Dataset items
===

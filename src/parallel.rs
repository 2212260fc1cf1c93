//! Parallel processing configuration and management
//!
//! This module configures the Rayon thread pool the local scheduler runs
//! graph levels on. Unlike a global pool, every scheduler owns its pool, so
//! tests and applications can run schedulers of different sizes side by side.

use crate::errors::{BlockwiseError, Result};
use rayon::{ThreadPool, ThreadPoolBuilder};
use tracing::debug;

/// Configuration for parallel processing
#[derive(Debug, Clone, Default, PartialEq, Eq)]
pub struct ParallelConfig {
    /// Worker threads; `None` lets Rayon decide
    pub num_threads: Option<usize>,
}

impl ParallelConfig {
    /// Create a new parallel configuration
    #[must_use]
    pub const fn new(num_threads: Option<usize>) -> Self {
        Self { num_threads }
    }

    /// Create a configuration that uses all available CPU cores
    #[must_use]
    pub fn all_cores() -> Self {
        Self {
            num_threads: Some(num_cpus::get()),
        }
    }

    /// Create a configuration that uses a specific number of threads
    #[must_use]
    pub const fn with_threads(num_threads: usize) -> Self {
        Self {
            num_threads: Some(num_threads),
        }
    }

    /// Build a dedicated thread pool with this configuration
    ///
    /// # Errors
    ///
    /// Returns [`BlockwiseError::ThreadPool`] if Rayon cannot start the pool.
    pub fn build_pool(&self) -> Result<ThreadPool> {
        let mut builder = ThreadPoolBuilder::new().thread_name(|i| format!("blockwise-{i}"));
        if let Some(num_threads) = self.num_threads {
            builder = builder.num_threads(num_threads);
        }
        let pool = builder.build().map_err(|e| {
            BlockwiseError::ThreadPool(format!(
                "Failed to initialize thread pool with {:?} threads: {e}",
                self.num_threads
            ))
        })?;
        debug!(threads = pool.current_num_threads(), "built scheduler thread pool");
        Ok(pool)
    }
}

===

Find the word "uses" in the entries above and gather every line that holds it.

    /// Create a configuration that uses all available CPU cores
    /// Create a configuration that uses a specific number of threads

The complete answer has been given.